After partnering with Trusted Health and implementing their Works platform, Mercy saw significant changes to its staffing mix, which improved flexibility and workload for workers while reducing agency spend for the organization. Before the partnership, Mercy’s staff mix comprised 67% core staff, 8% flexible staff (including local and regional float pools) and 25% agency staff. After the partnership, the mix became 69% core, 23% flex/gig and only 8% agency staff.Amid persistent staffing challenges, such shifts to the staffing mix are important because they can impact the rate at which organizations fill open shifts. When shifts cannot be filled with flexible or agency staff, the excess care burden falls on core staff; thus, one of the main benefits of increasing flex staff is to lighten the workload on permanent workers and reduce burnout and attrition. Yet, while flex staff serve a similar function to agency staff, they are less costly and generally have higher levels of commitment and familiarity with the organizations that credential them and that they repeatedly work with. “While we will always need some of the agency layer, we want to minimize that so we have nurses who are most familiar with our care model and our system works more consistently,” Ms. Matejka said.

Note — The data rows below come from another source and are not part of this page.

// src/common/extract.rs

use axum::{
    extract::{FromRequest, Request},
    Json,
};
use serde::de::DeserializeOwned;
use validator::Validate;

use crate::common::error::AppError;

/// Corpo JSON já validado pelo schema declarativo do payload.
///
/// JSON malformado e violações do `validator` viram `AppError` (HTTP 400)
/// antes de o handler rodar.
pub struct ValidJson<T>(pub T);

impl<T, S> FromRequest<S> for ValidJson<T>
where
    T: DeserializeOwned + Validate,
    S: Send + Sync,
{
    type Rejection = AppError;

    async fn from_request(req: Request, state: &S) -> Result<Self, Self::Rejection> {
        let Json(payload) = Json::<T>::from_request(req, state)
            .await
            .map_err(|rejection| AppError::BadRequest(rejection.body_text()))?;

        payload.validate()?;

        Ok(ValidJson(payload))
    }
}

3. Increasing flexibility and autonomy in staffing translates to cost, time + FTE savings

In fiscal year 2023, after transitioning to Trusted Health’s platform for recruiting a flexible workforce of nurses and allied health professionals, Mercy realized $30.7 million worth of savings associated with rate reductions in premium labor spend. Those savings were due to a decreased reliance on agency staff because of the availability of an alternative flexible workforce (float pools and gig workers) that became more easily discoverable through the platform. In turn, that led to a 62% reduction in agency spend and a 16% reduction in total care costs as a result of optimizing the nursing workforce. “There are a lot of workforce platforms out there, but what you should really demand is automation, such that no one is ‘touching’ things — begging staff members to come to work or trying to get them paid,” Ms. Rocchio said. “It should be an automatic flow through your systems.” At a more strategic level, automation can also act as a form of governance by ensuring fairness and transparency in pay across health systems. “If you have multiple locations, you’re going to have multiple opinions on what you should be paying per shift,” Ms. Matejka said. “Automation ensures that we don’t have rogue units that are going off and paying crazy amounts per hour.”  

In addition to savings linked to pay efficiency and transparency, Mercy’s adoption of Trusted Health’s technology has also led to:

  • 20% less time spent on staffing and scheduling tasks
  • An increase in the organization’s fill rate from 83% to 86%
  • A total of 102 equivalent FTEs saved, even as bedside FTEs increased by 3.5%
  • 8% reduction in turnover, including a 9% reduction in first-year turnover
  • 4% reduction in vacancy rates

“It’s an overall pretty successful effort, but it requires continuous monitoring and tweaking to sustain,” Ms. Matejka said. “We can’t let our foot off the pedal as we work to hardwire the thinking.”